8. Escenario para el panorama actual: Los artículos para la piel vinieron de América hacia 1840 y derivaron en productos y compañías que sobreviven a nuestros días, como es el caso de Pond`s, creada en esta época por Theron T. Pond a raíz del éxito conseguido con su Pond’s Extract. Un producto novedoso fue el que descubrió el farmacéutico Robert A. Chesebrough, un residuo del petróleo con propiedades curativas que en 1872 patentó como la vaselina. Este producto revolucionó el tocador: las mujeres lo usaban como hidratante, aceite capilar y brillo de labios.

9. Un mercado de "charlatanes": hubo muchos que quisieron sacar beneficio a través de los productos sin prescripción médica, cuya elaboración resultaba un arte casi oscura. Esto fue denunciado por diarios como Toilette of Health, que acorde con Marsh, declaraba: "nos aventuramos a decir que los cosméticos que mantienen su composición en secreto son fraudulentos y están compuestos principalmente de mercurio y plomo". Tal y como explica Thomas Richards en The Commodity Culture of Victorian England: Avertising and Spectacle 1851-1914, al no haber leyes para "regular la verdad de la publicidad, no había manera de pararlos una vez que habían ganado acceso al público masivo a través de la prensa victoriana".
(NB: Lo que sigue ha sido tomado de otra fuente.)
// Copyright (C) 2020-2026  The Blockhouse Technology Limited (TBTL).
//
// This program is free software: you can redistribute it and/or modify it
// under the terms of the GNU Affero General Public License as published by
// the Free Software Foundation, either version 3 of the License, or (at your
// option) any later version.
//
// This program is distributed in the hope that it will be useful, but
// WITHOUT ANY WARRANTY; without even the implied warranty of MERCHANTABILITY
// or FITNESS FOR A PARTICULAR PURPOSE.  See the GNU Affero General Public
// License for more details.
//
// You should have received a copy of the GNU Affero General Public License
// along with this program.  If not, see <https://www.gnu.org/licenses/>.

use std::future::Future;

/// The `NAPTR` service of records pointing to an SMP.
pub const SMP_NAPTR_SERVICE: &str = "Meta:SMP";

/// The only regular expression pattern SMLs publish: the whole input is replaced.
const MATCH_ALL_PATTERNS: [&str; 2] = ["^.*$", ".*"];

/// A DNS `NAPTR` record, see [RFC 3403](https://www.rfc-editor.org/rfc/rfc3403#section-4.1).
#[derive(Clone, Debug, PartialEq, Eq)]
pub struct NaptrRecord {
    /// Records with a lower order are processed first.
    pub order: u16,
    /// Tie breaker between records of the same order, lower first.
    pub preference: u16,
    /// The flags, `U` for a terminal URI rule.
    pub flags: String,
    /// The service, [`SMP_NAPTR_SERVICE`] for SMP records.
    pub service: String,
    /// The substitution expression, e.g. `!^.*$!http://smp.example.com!`.
    pub regexp: String,
    /// The replacement domain, unused by U-NAPTR records.
    pub replacement: String,
}

impl NaptrRecord {
    /// Whether this is a terminal `U` record of the SMP service.
    pub fn is_smp_record(&self) -> bool {
        self.flags.eq_ignore_ascii_case("U") && self.service.eq_ignore_ascii_case(SMP_NAPTR_SERVICE)
    }

    /// Applies the substitution expression, returning the resulting URI.
    ///
    /// Only the match-all patterns are supported; anything else yields [`None`].
    pub fn target_uri(&self) -> Option<&str> {
        let mut chars = self.regexp.chars();
        let delimiter = chars.next()?;
        let rest = chars.as_str();

        let mut parts = rest.split(delimiter);
        let pattern = parts.next()?;
        let replacement = parts.next()?;
        let flags = parts.next()?;

        if parts.next().is_some() || !(flags.is_empty() || flags == "i") {
            return None;
        }

        if !MATCH_ALL_PATTERNS.contains(&pattern) || replacement.is_empty() {
            return None;
        }

        Some(replacement)
    }
}

/// Interface of the DNS primitive resolving `NAPTR` records.
///
/// The crate doesn't ship a resolver; applications inject the one matching their DNS setup.
pub trait NaptrLookup: Sync {
    /// Error type returned by the lookup.
    type Err: std::error::Error + Send + Sync + 'static;

    /// Returns all `NAPTR` records of `domain`.
    fn lookup(
        &self,
        domain: &str,
    ) -> impl Future<Output = std::result::Result<Vec<NaptrRecord>, Self::Err>> + Send;
}

/// Picks the SMP URI out of `records`, honoring order and preference.
pub(crate) fn select_smp_uri(records: &[NaptrRecord]) -> Option<&str> {
    let mut candidates: Vec<&NaptrRecord> =
        records.iter().filter(|r| r.is_smp_record()).collect();
    candidates.sort_by_key(|r| (r.order, r.preference));

    candidates.into_iter().find_map(NaptrRecord::target_uri)
}
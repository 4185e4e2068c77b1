//! The grocery list store and its observer surface.
//!
//! A [`ListStore`] owns the current [`ListState`](crate::ListState), applies
//! intents to it and hands every new snapshot to its subscribers. A
//! [`Selector`] narrows that stream to a single derived value.

mod list_store;
mod selector;
mod subscription;

pub use list_store::ListStore;
pub use selector::Selector;
pub use subscription::Subscription;

use std::sync::{PoisonError, RwLock, RwLockReadGuard, RwLockWriteGuard};

// Snapshots are replaced whole, never edited in place, so a poisoned lock
// still guards a complete value.
fn read_lock<T>(lock: &RwLock<T>) -> RwLockReadGuard<'_, T> {
    lock.read().unwrap_or_else(PoisonError::into_inner)
}

fn write_lock<T>(lock: &RwLock<T>) -> RwLockWriteGuard<'_, T> {
    lock.write().unwrap_or_else(PoisonError::into_inner)
}
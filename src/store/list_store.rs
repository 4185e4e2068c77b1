use super::selector::Selector;
use super::subscription::{Subscribers, Subscription};
use super::{read_lock, write_lock};
use crate::config::{ConfigError, StoreConfig};
use crate::id::IdGenerator;
use crate::item::{trim_name, Item, ItemId};
use crate::state::{ListState, Summary};
use std::sync::atomic::{AtomicU64, Ordering};
use std::sync::{Arc, RwLock};
use tracing::{debug, trace};

/// A thread-safe store owning one grocery list.
///
/// Every intent (`add_item`, `toggle_purchased`, `remove_item`) replaces the
/// current [`ListState`] with a new snapshot and returns it. Subscribers are
/// told about each new snapshot; intents that change nothing are silent.
///
/// Each change bumps the store's [version](ListStore::version). Subscribers
/// run after the state lock is released, so when intents race on several
/// threads their notifications may arrive out of order; [`Selector`]s use
/// the version to discard stale snapshots.
///
/// Cloning a `ListStore` yields another handle onto the same list.
///
/// # Examples
///
/// ```
/// use basket::ListStore;
///
/// let store = ListStore::new();
/// store.add_item("Milk");
/// let state = store.add_item("  Bread  ");
///
/// assert_eq!(state.total_count(), 2);
/// assert_eq!(state.items()[1].name(), "Bread");
///
/// let bread = state.items()[1].id().clone();
/// let state = store.toggle_purchased(&bread);
/// assert_eq!(state.purchased_count(), 1);
/// ```
pub struct ListStore {
    state: Arc<RwLock<ListState>>,
    version: Arc<AtomicU64>,
    subscribers: Arc<RwLock<Subscribers>>,
    ids: Arc<IdGenerator>,
}

impl ListStore {
    /// Create an empty store with random item ids.
    pub fn new() -> Self {
        Self::with_ids(IdGenerator::default())
    }

    /// Create an empty store from a config.
    pub fn with_config(config: StoreConfig) -> Result<Self, ConfigError> {
        config.validate()?;
        Ok(Self::with_ids(IdGenerator::new(config.id_strategy)))
    }

    fn with_ids(ids: IdGenerator) -> Self {
        Self {
            state: Arc::new(RwLock::new(ListState::new())),
            version: Arc::new(AtomicU64::new(0)),
            subscribers: Arc::new(RwLock::new(Subscribers::default())),
            ids: Arc::new(ids),
        }
    }

    /// Get a clone of the current snapshot.
    pub fn state(&self) -> ListState {
        read_lock(&self.state).clone()
    }

    /// Read the current snapshot without cloning it.
    pub fn read<F, R>(&self, f: F) -> R
    where
        F: FnOnce(&ListState) -> R,
    {
        let state = read_lock(&self.state);
        f(&*state)
    }

    /// Read the current snapshot together with its version.
    pub(crate) fn read_versioned<F, R>(&self, f: F) -> (R, u64)
    where
        F: FnOnce(&ListState) -> R,
    {
        let state = read_lock(&self.state);
        (f(&*state), self.version.load(Ordering::SeqCst))
    }

    /// Number of changes applied so far. Starts at 0.
    pub fn version(&self) -> u64 {
        self.read_versioned(|_| ()).1
    }

    /// Clones of the current items, in order.
    pub fn items(&self) -> Vec<Arc<Item>> {
        self.read(|state| state.items().to_vec())
    }

    /// Look up an item by id.
    pub fn item(&self, id: &ItemId) -> Option<Arc<Item>> {
        self.read(|state| state.item(id).cloned())
    }

    /// Number of items on the list.
    pub fn total_count(&self) -> usize {
        self.read(ListState::total_count)
    }

    /// Number of items marked as purchased.
    pub fn purchased_count(&self) -> usize {
        self.read(ListState::purchased_count)
    }

    /// Whether the list has no items.
    pub fn is_empty(&self) -> bool {
        self.read(ListState::is_empty)
    }

    /// Footer counts, `None` while the list is empty.
    pub fn summary(&self) -> Option<Summary> {
        self.read(ListState::summary)
    }

    /// Text typed but not yet submitted.
    pub fn pending_input(&self) -> String {
        self.read(|state| state.pending_input().to_string())
    }

    /// Add an item named `raw_text`, trimmed. Blank text is ignored.
    pub fn add_item(&self, raw_text: &str) -> ListState {
        if trim_name(raw_text).is_empty() {
            trace!("ignoring blank item text");
            return self.state();
        }
        let id = self.ids.next_id();
        self.apply("add_item", |state| state.with_item(id, raw_text))
    }

    /// Flip the purchased flag of the item with `id`, if present.
    pub fn toggle_purchased(&self, id: &ItemId) -> ListState {
        self.apply("toggle_purchased", |state| state.with_toggled(id))
    }

    /// Remove the item with `id`, if present.
    pub fn remove_item(&self, id: &ItemId) -> ListState {
        self.apply("remove_item", |state| state.with_removed(id))
    }

    /// Record what the user has typed but not yet submitted.
    pub fn set_pending_input(&self, text: &str) -> ListState {
        self.apply("set_pending_input", |state| state.with_pending_input(text))
    }

    /// Submit the pending input as a new item.
    ///
    /// Blank input adds nothing and is left in place.
    pub fn submit_pending(&self) -> ListState {
        let text = self.pending_input();
        self.add_item(&text)
    }

    /// Subscribe to state changes.
    ///
    /// The callback runs with the new snapshot after every intent that
    /// changed the list. It may call back into the store.
    pub fn subscribe<F>(&self, callback: F) -> Subscription
    where
        F: Fn(&ListState) + Send + Sync + 'static,
    {
        self.subscribe_versioned(move |state, _version| callback(state))
    }

    pub(crate) fn subscribe_versioned<F>(&self, callback: F) -> Subscription
    where
        F: Fn(&ListState, u64) + Send + Sync + 'static,
    {
        let id = write_lock(&self.subscribers).insert(Arc::new(callback));
        Subscription::new(id, &self.subscribers)
    }

    /// Number of live subscriptions, selectors included.
    pub fn subscriber_count(&self) -> usize {
        read_lock(&self.subscribers).len()
    }

    /// Create a cached projection of the state that tracks changes.
    pub fn select<T, F>(&self, projection: F) -> Selector<T>
    where
        T: Clone + PartialEq + Send + Sync + 'static,
        F: Fn(&ListState) -> T + Send + Sync + 'static,
    {
        Selector::new(self, projection)
    }

    fn apply<F>(&self, intent: &'static str, transition: F) -> ListState
    where
        F: FnOnce(&ListState) -> Option<ListState>,
    {
        let (next, version) = {
            let mut state = write_lock(&self.state);
            match transition(&*state) {
                Some(next) => {
                    *state = next.clone();
                    (next, self.version.fetch_add(1, Ordering::SeqCst) + 1)
                }
                None => {
                    trace!(intent, "no change");
                    return state.clone();
                }
            }
        };
        debug!(
            intent,
            version,
            total = next.total_count(),
            purchased = next.purchased_count(),
            "list updated"
        );
        self.notify(&next, version);
        next
    }

    /// Notify all subscribers of a state change.
    fn notify(&self, state: &ListState, version: u64) {
        let subscribers = read_lock(&self.subscribers).snapshot();
        for subscriber in subscribers {
            subscriber(state, version);
        }
    }
}

impl Default for ListStore {
    fn default() -> Self {
        Self::new()
    }
}

impl Clone for ListStore {
    fn clone(&self) -> Self {
        Self {
            state: Arc::clone(&self.state),
            version: Arc::clone(&self.version),
            subscribers: Arc::clone(&self.subscribers),
            ids: Arc::clone(&self.ids),
        }
    }
}
use super::write_lock;
use crate::state::ListState;
use std::sync::{Arc, RwLock, Weak};

// Called with each new snapshot and its version.
pub(crate) type Subscriber = Arc<dyn Fn(&ListState, u64) + Send + Sync>;

/// Registered observers of a store, keyed by registration order.
#[derive(Default)]
pub(crate) struct Subscribers {
    next_id: usize,
    entries: Vec<(usize, Subscriber)>,
}

impl Subscribers {
    pub(crate) fn insert(&mut self, subscriber: Subscriber) -> usize {
        let id = self.next_id;
        self.next_id += 1;
        self.entries.push((id, subscriber));
        id
    }

    pub(crate) fn remove(&mut self, id: usize) {
        self.entries.retain(|(entry_id, _)| *entry_id != id);
    }

    pub(crate) fn snapshot(&self) -> Vec<Subscriber> {
        self.entries.iter().map(|(_, s)| Arc::clone(s)).collect()
    }

    pub(crate) fn len(&self) -> usize {
        self.entries.len()
    }
}

/// RAII guard for a store subscriber.
///
/// The subscriber is unregistered when the guard is dropped.
#[must_use = "dropping a Subscription unsubscribes immediately"]
pub struct Subscription {
    id: usize,
    registry: Weak<RwLock<Subscribers>>,
}

impl Subscription {
    pub(crate) fn new(id: usize, registry: &Arc<RwLock<Subscribers>>) -> Self {
        Self {
            id,
            registry: Arc::downgrade(registry),
        }
    }

    /// Keep the subscriber registered for as long as the store lives.
    pub fn detach(mut self) {
        self.registry = Weak::new();
    }
}

impl Drop for Subscription {
    fn drop(&mut self) {
        if let Some(registry) = self.registry.upgrade() {
            write_lock(&registry).remove(self.id);
        }
    }
}
//! Demonstration of a ListStore driving a text "view"

use basket::{ListState, ListStore, StoreConfig};
use tracing_subscriber::EnvFilter;

const CONFIG: &str = r#"
[id_strategy]
kind = "sequential"
namespace = "item"
"#;

fn render(state: &ListState) {
    if state.is_empty() {
        println!("   Your list is empty. Add some items!");
        return;
    }
    for item in state.items() {
        let mark = if item.is_purchased() { "x" } else { " " };
        println!("   [{}] {} ({})", mark, item.name(), item.id());
    }
    if let Some(summary) = state.summary() {
        println!("   {}", summary);
    }
}

fn main() -> Result<(), Box<dyn std::error::Error>> {
    tracing_subscriber::fmt()
        .with_env_filter(
            EnvFilter::try_from_default_env().unwrap_or_else(|_| EnvFilter::new("info")),
        )
        .init();

    println!("=== Grocery List ===\n");

    let store = ListStore::with_config(StoreConfig::from_toml_str(CONFIG)?)?;
    render(&store.state());

    // Redraw on every change
    println!("\n1. Subscribing a renderer");
    let _view = store.subscribe(|state| {
        println!("   --");
        render(state);
    });

    println!("\n2. Typing and submitting items");
    store.set_pending_input("Milk");
    store.submit_pending();
    store.add_item("  Bread  ");

    println!("\n3. Submitting blank text (nothing happens)");
    store.add_item("   ");

    println!("\n4. Marking bread as purchased");
    let bread = store.items()[1].id().clone();
    store.toggle_purchased(&bread);

    println!("\n5. Removing milk");
    let milk = store.items()[0].id().clone();
    store.remove_item(&milk);

    println!("\n6. Snapshot as JSON");
    println!("   {}", serde_json::to_string(&store.state())?);

    Ok(())
}
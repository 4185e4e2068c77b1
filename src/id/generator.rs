use crate::item::ItemId;
use serde::Deserialize;
use std::sync::atomic::{AtomicU64, Ordering};
use uuid::Uuid;

/// How new item ids are produced.
#[derive(Clone, Debug, Default, PartialEq, Eq, Deserialize)]
#[serde(tag = "kind", rename_all = "snake_case")]
pub enum IdStrategy {
    /// A random v4 UUID per item.
    #[default]
    Random,
    /// `"{namespace}-{n}"` with `n` counting up from 1.
    Sequential { namespace: String },
}

/// Produces item ids that are unique for the lifetime of the generator.
#[derive(Debug)]
pub struct IdGenerator {
    strategy: IdStrategy,
    next: AtomicU64,
}

impl IdGenerator {
    /// A generator whose counter starts at 1.
    pub fn new(strategy: IdStrategy) -> Self {
        Self {
            strategy,
            next: AtomicU64::new(1),
        }
    }

    /// Generate the next unique id.
    pub fn next_id(&self) -> ItemId {
        match &self.strategy {
            IdStrategy::Random => ItemId::new(Uuid::new_v4().to_string()),
            IdStrategy::Sequential { namespace } => {
                let n = self.next.fetch_add(1, Ordering::SeqCst);
                ItemId::new(format!("{namespace}-{n}"))
            }
        }
    }
}

impl Default for IdGenerator {
    fn default() -> Self {
        Self::new(IdStrategy::default())
    }
}
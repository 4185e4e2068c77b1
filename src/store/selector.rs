use super::list_store::ListStore;
use super::subscription::Subscription;
use super::{read_lock, write_lock};
use crate::state::ListState;
use std::sync::{Arc, RwLock};

struct Selected<T> {
    value: T,
    changed: bool,
    version: u64,
}

impl<T: PartialEq> Selected<T> {
    // Snapshots can arrive out of order; only a newer version counts.
    fn refresh(&mut self, value: T, version: u64) {
        if version <= self.version {
            return;
        }
        self.version = version;
        if self.value != value {
            self.value = value;
            self.changed = true;
        }
    }
}

/// A cached projection of a store's state.
///
/// The projection is recomputed on every store update; the cached value is
/// only replaced, and flagged as changed, when the result differs. A view
/// can poll [`Selector::take_changed`] to decide whether it needs redrawing.
/// Updates older than the cached value are ignored, so the selector settles
/// on the store's latest state even when intents race.
///
/// # Examples
///
/// ```
/// use basket::ListStore;
///
/// let store = ListStore::new();
/// let purchased = store.select(|state| state.purchased_count());
///
/// store.add_item("Milk");
/// assert!(!purchased.take_changed());
///
/// let milk = store.items()[0].id().clone();
/// store.toggle_purchased(&milk);
/// assert!(purchased.take_changed());
/// assert_eq!(purchased.get(), 1);
/// ```
pub struct Selector<T> {
    selected: Arc<RwLock<Selected<T>>>,
    _subscription: Subscription,
}

impl<T: Clone + PartialEq + Send + Sync + 'static> Selector<T> {
    pub(crate) fn new<F>(store: &ListStore, projection: F) -> Self
    where
        F: Fn(&ListState) -> T + Send + Sync + 'static,
    {
        let projection = Arc::new(projection);
        let (value, version) = store.read_versioned(&*projection);
        let selected = Arc::new(RwLock::new(Selected {
            value,
            changed: false,
            version,
        }));

        let subscription = store.subscribe_versioned({
            let selected = Arc::clone(&selected);
            let projection = Arc::clone(&projection);
            move |state, version| {
                write_lock(&selected).refresh((*projection)(state), version);
            }
        });

        // Catch a change that landed before the subscription existed.
        let (value, version) = store.read_versioned(&*projection);
        write_lock(&selected).refresh(value, version);

        Self {
            selected,
            _subscription: subscription,
        }
    }

    /// Get the current projected value.
    pub fn get(&self) -> T {
        read_lock(&self.selected).value.clone()
    }

    /// Read the projected value with a function without cloning.
    pub fn with<R>(&self, f: impl FnOnce(&T) -> R) -> R {
        f(&read_lock(&self.selected).value)
    }

    /// Whether the value changed since the last call, clearing the flag.
    pub fn take_changed(&self) -> bool {
        std::mem::take(&mut write_lock(&self.selected).changed)
    }
}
Probablemente el caso más sonado sea el de Madame Rachel, una mujer que a través de su tienda en Bond Street (Londres) y su concepto “Beautiful For Ever” engañó a las damas más ricas de la ciudad: bajo unos nombres exóticos vendía a unos precios desorbitados productos que realmente estaban adulterados. Acabó sus días en prisión por extorsionar a sus clientas, que se veían obligadas a pagar o empeñar sus joyas a cambio de la discreción o el silencio de la estafadora, como describe Daily Mail.

10. Belleza “Do it yourself”: ante la amenaza de estos productos perjudiciales, algunas voces expertas como Lola Montez recomendaban a las mujeres ser sus propias fabricantes, “no ya por una cuestión económica, sino de seguridad”. Así empezaron a publicarse libros que en realidad eran recetarios donde se explicaba la elaboración de los tratamientos más eficaces como si fuesen una delicia culinaria. Para preparar sus lociones y pomadas, las mujeres solo tenían que acudir a la botica o a su propio jardín. Entre los ingredientes más comunes se incluía el agua de rosas, el aceite de almendras, huevos, ron, brandy blanco, cera blanca, bergamota y otros más especializados como almizcle, ambargris, espermaceti (aceite blanquecino que se extraía del cráneo del cachalote) o tintura de benzoína, un componente que se utilizaba en remedios para la piel.